### THE TASK
Retype the whole listing below precisely.

### ENTRIES SHOWN
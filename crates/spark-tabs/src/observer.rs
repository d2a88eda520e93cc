//! Change notification
//!
//! The registry knows nothing about the UI's reactivity system. Renderers
//! subscribe an observer and re-read `get_tabs()` / `active_tab()` when told.

#[derive(Debug, Clone, Copy, PartialEq, Eq, Hash)]
pub enum TabsChange {
    /// Tabs were added, removed, reordered or their data replaced
    Tabs,
    /// The active tab reference changed
    ActiveTab,
}

pub trait TabsObserver: Send + Sync {
    fn on_change(&self, change: TabsChange);
}

impl<F> TabsObserver for F
where
    F: Fn(TabsChange) + Send + Sync,
{
    fn on_change(&self, change: TabsChange) {
        self(change)
    }
}
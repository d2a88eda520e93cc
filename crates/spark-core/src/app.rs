//! Application helper bundle
//!
//! Built once from a [`Config`] and handed to whatever needs permission
//! checks, SSO callback parsing or a tab registry.

use spark_permission::{Permission, PermissionCodes, PermissionOperator};
use spark_sso::{ParamGroups, ParseUrlResult};
use spark_tabs::{TabRegistry, TabsOptions};

use crate::config::Config;
use crate::Result;

#[derive(Debug, Clone)]
pub struct AppHelpers {
    permission: Permission,
    default_operator: PermissionOperator,
    param_groups: ParamGroups,
}

impl AppHelpers {
    pub fn new(config: Config) -> Self {
        let permission = Permission::with_codes(config.permission.codes);

        tracing::info!(
            codes = permission.codes().len(),
            operator = %config.permission.default_operator,
            "Installed app helpers"
        );

        Self {
            permission,
            default_operator: config.permission.default_operator,
            param_groups: config.sso.param_groups,
        }
    }

    /// The installed permission store
    pub fn permission(&self) -> &Permission {
        &self.permission
    }

    /// Guard an element with the configured default operator
    pub fn check(&self, value: impl Into<PermissionCodes>) -> Result<bool> {
        self.check_with(value, None)
    }

    /// Guard an element; `operator` falls back to the configured default
    pub fn check_with(
        &self,
        value: impl Into<PermissionCodes>,
        operator: Option<PermissionOperator>,
    ) -> Result<bool> {
        let operator = operator.unwrap_or(self.default_operator);
        Ok(spark_permission::authorize(
            Some(&self.permission),
            value,
            Some(operator),
        )?)
    }

    /// Match an SSO redirect URL against the configured groups
    pub fn parse_callback_url(&self, url: impl AsRef<str>) -> Option<ParseUrlResult> {
        spark_sso::parse_url(url, &self.param_groups)
    }

    pub fn create_tabs<T>(&self, options: TabsOptions<T>) -> TabRegistry<T>
    where
        T: Clone + Send + Sync + 'static,
    {
        TabRegistry::new(options)
    }
}

impl Default for AppHelpers {
    fn default() -> Self {
        Self::new(Config::default())
    }
}
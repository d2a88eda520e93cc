//! Tab strip sides
//!
//! ```text
//!   left            right
//! [ a  b ]  (c)  [ d  e ]
//! ```

use serde::{Deserialize, Serialize};

#[derive(Debug, Clone, Copy, PartialEq, Eq, Hash, Serialize, Deserialize)]
#[serde(rename_all = "lowercase")]
pub enum TabSide {
    /// Tabs inserted before the reference tab
    Left,
    /// Tabs inserted after the reference tab
    Right,
}

impl TabSide {
    pub fn opposite(&self) -> TabSide {
        match self {
            TabSide::Left => TabSide::Right,
            TabSide::Right => TabSide::Left,
        }
    }

    pub fn as_str(&self) -> &'static str {
        match self {
            TabSide::Left => "left",
            TabSide::Right => "right",
        }
    }
}

impl std::fmt::Display for TabSide {
    fn fmt(&self, f: &mut std::fmt::Formatter<'_>) -> std::fmt::Result {
        write!(f, "{}", self.as_str())
    }
}

impl std::str::FromStr for TabSide {
    type Err = String;

    fn from_str(s: &str) -> Result<Self, Self::Err> {
        match s.to_lowercase().as_str() {
            "left" => Ok(TabSide::Left),
            "right" => Ok(TabSide::Right),
            _ => Err(format!("Unknown tab side: {}", s)),
        }
    }
}
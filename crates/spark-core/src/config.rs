//! Helper configuration
//!
//! ```json
//! {
//!   "log_filter": "spark_tabs=debug,info",
//!   "permission": { "default_operator": "or", "codes": ["list:add"] },
//!   "sso": { "param_groups": ["access_token"] }
//! }
//! ```
//! Every field is optional.

use serde::{Deserialize, Serialize};
use std::path::Path;

use spark_permission::PermissionOperator;
use spark_sso::ParamGroups;

use crate::error::CoreError;
use crate::Result;

#[derive(Debug, Clone, PartialEq, Serialize, Deserialize)]
#[serde(default)]
pub struct Config {
    /// Tracing filter used when `RUST_LOG` is unset
    pub log_filter: String,
    pub permission: PermissionConfig,
    pub sso: SsoConfig,
}

#[derive(Debug, Clone, Default, PartialEq, Serialize, Deserialize)]
#[serde(default)]
pub struct PermissionConfig {
    /// Operator for checks that do not name one
    pub default_operator: PermissionOperator,
    /// Codes granted at startup
    pub codes: Vec<String>,
}

#[derive(Debug, Clone, Default, PartialEq, Serialize, Deserialize)]
#[serde(default)]
pub struct SsoConfig {
    /// Groups matched against callback URLs
    pub param_groups: ParamGroups,
}

impl Config {
    pub fn from_json_str(json: &str) -> Result<Self> {
        let config: Config = serde_json::from_str(json)?;
        config.validate()?;
        Ok(config)
    }

    pub fn load(path: impl AsRef<Path>) -> Result<Self> {
        let path = path.as_ref();
        let json = std::fs::read_to_string(path)?;
        tracing::debug!(path = %path.display(), "Loading helper configuration");
        Self::from_json_str(&json)
    }

    fn validate(&self) -> Result<()> {
        if self.log_filter.trim().is_empty() {
            return Err(CoreError::Config("log_filter cannot be empty".to_string()));
        }

        let groups = self.sso.param_groups.clone().normalize();
        if groups
            .iter()
            .flat_map(|g| &g.params)
            .any(|p| p.name.is_empty())
        {
            return Err(CoreError::Config(
                "SSO parameter names cannot be empty".to_string(),
            ));
        }

        Ok(())
    }
}

impl Default for Config {
    fn default() -> Self {
        Self {
            log_filter: "info".to_string(),
            permission: PermissionConfig::default(),
            sso: SsoConfig::default(),
        }
    }
}
//! Spark SSO Helpers
//!
//! After a single sign-on redirect the identity provider hands data back in
//! the query string, e.g. `https://app.example.com/#/home?access_token=...`.
//!
//! - [`resolve_url_search_params`]: read the query, hash-mode URLs included
//! - [`remove_url_search_params`]: drop consumed params from the URL
//! - [`parse_url`]: match the query against parameter groups
//!   (`success: [access_token]`, `error: [error]`) and return the data of
//!   the first complete group together with a cleaned URL

mod params;
mod parse;
mod search;

pub use params::{GroupKey, Param, ParamGroup, ParamGroups};
pub use parse::{parse_url, ParseUrlResult};
pub use search::{remove_url_search_params, resolve_url_search_params, RemoveParams, SearchParams};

### ANSWER AREA
filename crates/spark-tabs/src/observer.rs
repository d2a88eda520e93cc
//! Change notification
//!
//! The registry knows nothing about the UI's reactivity system. Renderers
//! subscribe an observer and re-read `get_tabs()` / `active_tab()` when told.

#[derive(Debug, Clone, Copy, PartialEq, Eq, Hash)]
pub enum TabsChange {
    /// Tabs were added, removed, reordered or their data replaced
    Tabs,
    /// The active tab reference changed
    ActiveTab,
}

pub trait TabsObserver: Send + Sync {
    fn on_change(&self, change: TabsChange);
}

impl<F> TabsObserver for F
where
    F: Fn(TabsChange) + Send + Sync,
{
    fn on_change(&self, change: TabsChange) {
        self(change)
    }
}
repository d2a88eda520e93cc
filename crates/spark-core/src/app.rs
//! Application helper bundle
//!
//! Built once from a [`Config`] and handed to whatever needs permission
//! checks, SSO callback parsing or a tab registry.

use spark_permission::{Permission, PermissionCodes, PermissionOperator};
use spark_sso::{ParamGroups, ParseUrlResult};
use spark_tabs::{TabRegistry, TabsOptions};

use crate::config::Config;
use crate::Result;

#[derive(Debug, Clone)]
pub struct AppHelpers {
    permission: Permission,
    default_operator: PermissionOperator,
    param_groups: ParamGroups,
}

impl AppHelpers {
    pub fn new(config: Config) -> Self {
        let permission = Permission::with_codes(config.permission.codes);

        tracing::info!(
            codes = permission.codes().len(),
            operator = %config.permission.default_operator,
            "Installed app helpers"
        );

        Self {
            permission,
            default_operator: config.permission.default_operator,
            param_groups: config.sso.param_groups,
        }
    }

    /// The installed permission store
    pub fn permission(&self) -> &Permission {
        &self.permission
    }

    /// Guard an element with the configured default operator
    pub fn check(&self, value: impl Into<PermissionCodes>) -> Result<bool> {
        self.check_with(value, None)
    }

    /// Guard an element; `operator` falls back to the configured default
    pub fn check_with(
        &self,
        value: impl Into<PermissionCodes>,
        operator: Option<PermissionOperator>,
    ) -> Result<bool> {
        let operator = operator.unwrap_or(self.default_operator);
        Ok(spark_permission::authorize(
            Some(&self.permission),
            value,
            Some(operator),
        )?)
    }

    /// Match an SSO redirect URL against the configured groups
    pub fn parse_callback_url(&self, url: impl AsRef<str>) -> Option<ParseUrlResult> {
        spark_sso::parse_url(url, &self.param_groups)
    }

    pub fn create_tabs<T>(&self, options: TabsOptions<T>) -> TabRegistry<T>
    where
        T: Clone + Send + Sync + 'static,
    {
        TabRegistry::new(options)
    }
}

impl Default for AppHelpers {
    fn default() -> Self {
        Self::new(Config::default())
    }
}
repository d2a88eda520e93cc
//! Tab strip sides
//!
//! ```text
//!   left            right
//! [ a  b ]  (c)  [ d  e ]
//! ```

use serde::{Deserialize, Serialize};

#[derive(Debug, Clone, Copy, PartialEq, Eq, Hash, Serialize, Deserialize)]
#[serde(rename_all = "lowercase")]
pub enum TabSide {
    /// Tabs inserted before the reference tab
    Left,
    /// Tabs inserted after the reference tab
    Right,
}

impl TabSide {
    pub fn opposite(&self) -> TabSide {
        match self {
            TabSide::Left => TabSide::Right,
            TabSide::Right => TabSide::Left,
        }
    }

    pub fn as_str(&self) -> &'static str {
        match self {
            TabSide::Left => "left",
            TabSide::Right => "right",
        }
    }
}

impl std::fmt::Display for TabSide {
    fn fmt(&self, f: &mut std::fmt::Formatter<'_>) -> std::fmt::Result {
        write!(f, "{}", self.as_str())
    }
}

impl std::str::FromStr for TabSide {
    type Err = String;

    fn from_str(s: &str) -> Result<Self, Self::Err> {
        match s.to_lowercase().as_str() {
            "left" => Ok(TabSide::Left),
            "right" => Ok(TabSide::Right),
            _ => Err(format!("Unknown tab side: {}", s)),
        }
    }
}
filename crates/spark-core/src/config.rs
//! Helper configuration
//!
//! ```json
//! {
//!   "log_filter": "spark_tabs=debug,info",
//!   "permission": { "default_operator": "or", "codes": ["list:add"] },
//!   "sso": { "param_groups": ["access_token"] }
//! }
//! ```
//! Every field is optional.

use serde::{Deserialize, Serialize};
use std::path::Path;

use spark_permission::PermissionOperator;
use spark_sso::ParamGroups;

use crate::error::CoreError;
use crate::Result;

#[derive(Debug, Clone, PartialEq, Serialize, Deserialize)]
#[serde(default)]
pub struct Config {
    /// Tracing filter used when `RUST_LOG` is unset
    pub log_filter: String,
    pub permission: PermissionConfig,
    pub sso: SsoConfig,
}

#[derive(Debug, Clone, Default, PartialEq, Serialize, Deserialize)]
#[serde(default)]
pub struct PermissionConfig {
    /// Operator for checks that do not name one
    pub default_operator: PermissionOperator,
    /// Codes granted at startup
    pub codes: Vec<String>,
}

#[derive(Debug, Clone, Default, PartialEq, Serialize, Deserialize)]
#[serde(default)]
pub struct SsoConfig {
    /// Groups matched against callback URLs
    pub param_groups: ParamGroups,
}

impl Config {
    pub fn from_json_str(json: &str) -> Result<Self> {
        let config: Config = serde_json::from_str(json)?;
        config.validate()?;
        Ok(config)
    }

    pub fn load(path: impl AsRef<Path>) -> Result<Self> {
        let path = path.as_ref();
        let json = std::fs::read_to_string(path)?;
        tracing::debug!(path = %path.display(), "Loading helper configuration");
        Self::from_json_str(&json)
    }

    fn validate(&self) -> Result<()> {
        if self.log_filter.trim().is_empty() {
            return Err(CoreError::Config("log_filter cannot be empty".to_string()));
        }

        let groups = self.sso.param_groups.clone().normalize();
        if groups
            .iter()
            .flat_map(|g| &g.params)
            .any(|p| p.name.is_empty())
        {
            return Err(CoreError::Config(
                "SSO parameter names cannot be empty".to_string(),
            ));
        }

        Ok(())
    }
}

impl Default for Config {
    fn default() -> Self {
        Self {
            log_filter: "info".to_string(),
            permission: PermissionConfig::default(),
            sso: SsoConfig::default(),
        }
    }
}
//! Spark SSO Helpers
//!
//! After a single sign-on redirect the identity provider hands data back in
//! the query string, e.g. `https://app.example.com/#/home?access_token=...`.
//!
//! - [`resolve_url_search_params`]: read the query, hash-mode URLs included
//! - [`remove_url_search_params`]: drop consumed params from the URL
//! - [`parse_url`]: match the query against parameter groups
//!   (`success: [access_token]`, `error: [error]`) and return the data of
//!   the first complete group together with a cleaned URL

mod params;
mod parse;
mod search;

pub use params::{GroupKey, Param, ParamGroup, ParamGroups};
pub use parse::{parse_url, ParseUrlResult};
pub use search::{remove_url_search_params, resolve_url_search_params, RemoveParams, SearchParams};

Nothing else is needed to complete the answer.